Assets, imagined and real

The dystopian world of artificial intelligence that we imagined would unfold in the future is already here. Or, at least a hybrid version with humans and AI working together, but where humans are not always in control.One “enemy”spawning and spinning this dystopian world is the global financial market, says San Francisco-based internet guru Tim O’Reilly. “The market is on its way to becoming that long-feared rogue AI, enemy to humanity, a machine that its creators no longer fully understand,”he said. Problematically, the financial market is disconnected from the real economy of goods and services that it was originally created to support. An example of this disconnection is the stock market rally and Apple’s astronomical $2 trillion valuation in the midst of an economically devastating global pandemic.

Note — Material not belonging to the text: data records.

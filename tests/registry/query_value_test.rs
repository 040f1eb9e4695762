/*!
 * NtQueryValueKey Tests
 * Basic, partial and full value classes; overflow and lookup failures
 */

use crate::fixture::*;
use ntemu_kernel::core::id::Handle;
use ntemu_kernel::cpu::{CpuRegisters, Register};
use ntemu_kernel::registry::ValueType;
use ntemu_kernel::syscalls::{EmulationFault, KeyValueInformationClass, NtStatus};
use pretty_assertions::assert_eq;

struct Query {
    status: NtStatus,
    information: u64,
    result_length: u32,
}

fn query_value(guest: &mut Guest, key: Handle, name: &str, class: KeyValueInformationClass, length: u32) -> Query {
    let value_name = guest.unicode_string(name);
    let information = guest.alloc(u64::from(length.max(8)) + 16);
    let result_length = guest.alloc(4);
    let status = guest
        .syscall(
            NT_QUERY_VALUE_KEY,
            &[
                key.value(),
                value_name.address(),
                class as u64,
                information,
                u64::from(length),
                result_length,
            ],
        )
        .unwrap();
    Query {
        status,
        information,
        result_length: guest.read_u32(result_length),
    }
}

fn open_vendor(guest: &mut Guest) -> Handle {
    let (status, key) = guest.open_key(Handle::NULL, r"\Registry\Machine\Software\Vendor");
    assert_eq!(status, NtStatus::SUCCESS);
    key
}

#[test]
fn test_partial_information_returns_raw_data() {
    let mut guest = Guest::vendor();
    let key = open_vendor(&mut guest);

    let query = query_value(&mut guest, key, "Version", KeyValueInformationClass::Partial, 64);

    assert_eq!(query.status, NtStatus::SUCCESS);
    assert_eq!(query.result_length, 12 + 6);
    assert_eq!(guest.read_u32(query.information), 0);
    assert_eq!(guest.read_u32(query.information + 4), ValueType::String.as_raw());
    assert_eq!(guest.read_u32(query.information + 8), 6);
    assert_eq!(guest.read_bytes(query.information + 12, 6), wide("1.0"));
}

#[test]
fn test_basic_information_returns_name() {
    let mut guest = Guest::vendor();
    let key = open_vendor(&mut guest);

    let query = query_value(&mut guest, key, "Version", KeyValueInformationClass::Basic, 64);

    assert_eq!(query.status, NtStatus::SUCCESS);
    assert_eq!(query.result_length, 12 + 14);
    assert_eq!(guest.read_u32(query.information + 4), ValueType::String.as_raw());
    assert_eq!(guest.read_u32(query.information + 8), 14);
    assert_eq!(guest.read_bytes(query.information + 12, 14), wide("Version"));
}

#[test]
fn test_full_information_returns_name_then_data() {
    let mut guest = Guest::vendor();
    let key = open_vendor(&mut guest);

    let query = query_value(&mut guest, key, "Build", KeyValueInformationClass::Full, 64);

    assert_eq!(query.status, NtStatus::SUCCESS);
    let name_len = wide("Build").len() as u32;
    let data_offset = 20 + name_len;
    assert_eq!(query.result_length, data_offset + 4);

    let info = query.information;
    assert_eq!(guest.read_u32(info + 4), ValueType::Dword.as_raw());
    assert_eq!(guest.read_u32(info + 8), data_offset);
    assert_eq!(guest.read_u32(info + 12), 4);
    assert_eq!(guest.read_u32(info + 16), name_len);
    assert_eq!(guest.read_bytes(info + 20, name_len as usize), wide("Build"));
    assert_eq!(guest.read_u32(info + u64::from(data_offset)), 7);
}

#[test]
fn test_overflow_writes_header_only() {
    let mut guest = Guest::vendor();
    let key = open_vendor(&mut guest);

    let query = query_value(&mut guest, key, "Version", KeyValueInformationClass::Partial, 12);

    assert_eq!(query.status, NtStatus::BUFFER_OVERFLOW);
    assert!(query.status.is_warning());
    assert_eq!(query.result_length, 18);
    assert_eq!(guest.read_u32(query.information + 8), 6);
    assert_eq!(guest.read_bytes(query.information + 12, 6), vec![0; 6]);
}

#[test]
fn test_overflow_smaller_than_header_writes_nothing() {
    let mut guest = Guest::vendor();
    let key = open_vendor(&mut guest);

    let query = query_value(&mut guest, key, "Version", KeyValueInformationClass::Partial, 8);

    assert_eq!(query.status, NtStatus::BUFFER_OVERFLOW);
    assert_eq!(query.result_length, 18);
    assert_eq!(guest.read_bytes(query.information, 12), vec![0; 12]);
}

#[test]
fn test_zero_length_reports_required_size() {
    let mut guest = Guest::vendor();
    let key = open_vendor(&mut guest);

    for (class, required) in [
        (KeyValueInformationClass::Basic, 12 + 14),
        (KeyValueInformationClass::Partial, 12 + 6),
        (KeyValueInformationClass::Full, 20 + 14 + 6),
    ] {
        let query = query_value(&mut guest, key, "Version", class, 0);
        assert_eq!(query.status, NtStatus::BUFFER_OVERFLOW, "{class:?}");
        assert_eq!(query.result_length, required, "{class:?}");
    }
}

#[test]
fn test_default_value_by_empty_name() {
    let mut guest = Guest::vendor();
    let key = open_vendor(&mut guest);

    let query = query_value(&mut guest, key, "", KeyValueInformationClass::Partial, 64);

    assert_eq!(query.status, NtStatus::SUCCESS);
    assert_eq!(guest.read_bytes(query.information + 12, 14), wide("default"));
}

#[test]
fn test_missing_value_is_not_found() {
    let mut guest = Guest::vendor();
    let key = open_vendor(&mut guest);

    for class in [
        KeyValueInformationClass::Basic,
        KeyValueInformationClass::Partial,
        KeyValueInformationClass::Full,
        KeyValueInformationClass::PartialAlign64,
    ] {
        let query = query_value(&mut guest, key, "Missing", class, 64);

        assert_eq!(query.status, NtStatus::OBJECT_NAME_NOT_FOUND, "{class:?}");
        assert_eq!(query.result_length, 0, "{class:?}");
    }
}

#[test]
fn test_value_names_match_exactly() {
    let mut guest = Guest::vendor();
    let key = open_vendor(&mut guest);

    let query = query_value(&mut guest, key, "version", KeyValueInformationClass::Partial, 64);

    assert_eq!(query.status, NtStatus::OBJECT_NAME_NOT_FOUND);
}

#[test]
fn test_values_belong_to_their_own_key() {
    let mut guest = Guest::vendor();
    let (_, plugins) = guest.open_key(Handle::NULL, r"\Registry\Machine\Software\Vendor\Plugins");

    let query = query_value(&mut guest, plugins, "Version", KeyValueInformationClass::Partial, 64);
    assert_eq!(query.status, NtStatus::OBJECT_NAME_NOT_FOUND);

    let query = query_value(&mut guest, plugins, "Blob", KeyValueInformationClass::Partial, 64);
    assert_eq!(query.status, NtStatus::SUCCESS);
    assert_eq!(guest.read_u32(query.information + 4), ValueType::Binary.as_raw());
    assert_eq!(guest.read_bytes(query.information + 12, 2), vec![0xde, 0xad]);
}

#[test]
fn test_unknown_key_handle_is_invalid_handle() {
    let mut guest = Guest::vendor();

    let query = query_value(&mut guest, Handle(0x44), "Version", KeyValueInformationClass::Partial, 64);

    assert_eq!(query.status, NtStatus::INVALID_HANDLE);
}

#[test]
fn test_unsupported_value_class_is_a_fault() {
    let mut guest = Guest::vendor();
    let key = open_vendor(&mut guest);
    let value_name = guest.unicode_string("Version");
    let information = guest.alloc(64);
    let result_length = guest.alloc(4);

    let outcome = guest.syscall(
        NT_QUERY_VALUE_KEY,
        &[
            key.value(),
            value_name.address(),
            KeyValueInformationClass::PartialAlign64 as u64,
            information,
            64,
            result_length,
        ],
    );

    assert_eq!(
        outcome,
        Err(EmulationFault::UnsupportedInformationClass {
            syscall: "NtQueryValueKey",
            class: KeyValueInformationClass::PartialAlign64 as u32,
        })
    );
    assert_eq!(
        guest.cpu.read_register(Register::Rax),
        NtStatus::NOT_SUPPORTED.to_register()
    );
}

#[test]
fn test_unmapped_value_name_is_a_fault() {
    let mut guest = Guest::vendor();
    let key = open_vendor(&mut guest);
    let information = guest.alloc(64);
    let result_length = guest.alloc(4);

    let outcome = guest.syscall(
        NT_QUERY_VALUE_KEY,
        &[
            key.value(),
            0xdead_0000,
            KeyValueInformationClass::Partial as u64,
            information,
            64,
            result_length,
        ],
    );

    assert!(matches!(outcome, Err(EmulationFault::Memory(_))));
}

#[test]
fn test_sizing_then_exact_length_succeeds() {
    let mut guest = Guest::vendor();
    let key = open_vendor(&mut guest);

    for class in [
        KeyValueInformationClass::Basic,
        KeyValueInformationClass::Partial,
        KeyValueInformationClass::Full,
    ] {
        let sizing = query_value(&mut guest, key, "Version", class, 0);
        let query = query_value(&mut guest, key, "Version", class, sizing.result_length);

        assert_eq!(query.status, NtStatus::SUCCESS, "{class:?}");
        assert_eq!(query.result_length, sizing.result_length, "{class:?}");

        let info = query.information;
        let name = wide("Version");
        let data = wide("1.0");
        match class {
            KeyValueInformationClass::Basic => {
                assert_eq!(guest.read_u32(info + 8), name.len() as u32);
                assert_eq!(guest.read_bytes(info + 12, name.len()), name);
                assert_eq!(query.result_length as usize, 12 + name.len());
            }
            KeyValueInformationClass::Full => {
                let data_offset = guest.read_u32(info + 8);
                let data_length = guest.read_u32(info + 12);
                let name_length = guest.read_u32(info + 16);
                assert_eq!(name_length as usize, name.len());
                assert_eq!(data_length as usize, data.len());
                assert_eq!(data_offset as usize, 20 + name.len());
                assert_eq!(guest.read_bytes(info + 20, name.len()), name);
                assert_eq!(guest.read_bytes(info + u64::from(data_offset), data.len()), data);
                assert_eq!(query.result_length, data_offset + data_length);
            }
            _ => {
                assert_eq!(guest.read_u32(info + 8), data.len() as u32);
                assert_eq!(guest.read_bytes(info + 12, data.len()), data);
            }
        }
    }
}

The “market”, nicknamed “Wall Street”, does not factor in livelihoods, indebtedness, inequalities, pollution or resource depletion. Predator Wall Street preys on High Street for profit and productivity. Says O’Reilly, “We are engaged in a battle for the soul of this machine, and we are losing.” How the global financial market evolved into an AI-accelerated web is testimony to humans imitating nature. We, instinctively, associate AI with robots. But, an AI ecosystem is similar to a forest’s biosphere, our brain’s neural networks or our gut’s microbiome comprising the vast ecology of interconnected microorganisms. Billions of humans store and share information every second on the internet, creating a technology-assisted global human-machine hybrid brain. We now live in the womb of this AI ecosystem. This collective super intelligence is designed, directed and amplified by algorithms. More than 50 per cent of the stocks are now traded by algorithms because humans cannot compete with its speed. The time advantage of a high-speed trader is one millisecond. Says best-selling author Michael Lewis, “It takes 100 milliseconds to blink. So, this is a fraction of a blink of a human eye. But for a computer that’s plenty of time.” High-speed trading and complex investment instruments such as derivatives (that caused the 2008 global meltdown) pull financial markets beyond human grasp and control.

Illustration: Bhaskaran Illustration: Bhaskaran

Says O’Reilly, “Financial capitalism became a market in imaginary assets, made plausible only by the Wall Street equivalent of fake news.” The market’s destructive power is also demonstrated by the prioritisation of shareholders over workers, consumers and communities. Experts say the compulsion to increase share price above all else has hollowed out the mainstream economy.

Economics professor William Lazonick notes that over a decade, Fortune 500 companies spent 86 per cent of their $3.4 trillion profits to buy back shares and give dividends to shareholders, leaving only 14 per cent for reinvestment in the company. Workers are now a cost to be eliminated. Over the past 50 years, the share of wages to GDP fell from 54 to 44 per cent, while corporate profits rose from 4 to 11 per cent. But the algorithm is servant, not master. It fast-tracks its creators’intentions, which are driven by altruism or greed. AI accelerates benefits and inequalities, profits and losses. The legendary GE boss Jack Welch was an ardent advocate of this shareholder capitalism. By 2009, he had changed his mind, calling it “a dumb idea”. By then he had retired with a fortune of $900 million. It was “dumb” because growth slowed. Companies had to buy back stocks to increase share price and create the illusion of growth to conceal the stagnation. Real growth improves people’s lives. So now, fake news in politics complements fake growth in economics. Perhaps, it was farsighted to call this tool artificial intelligence.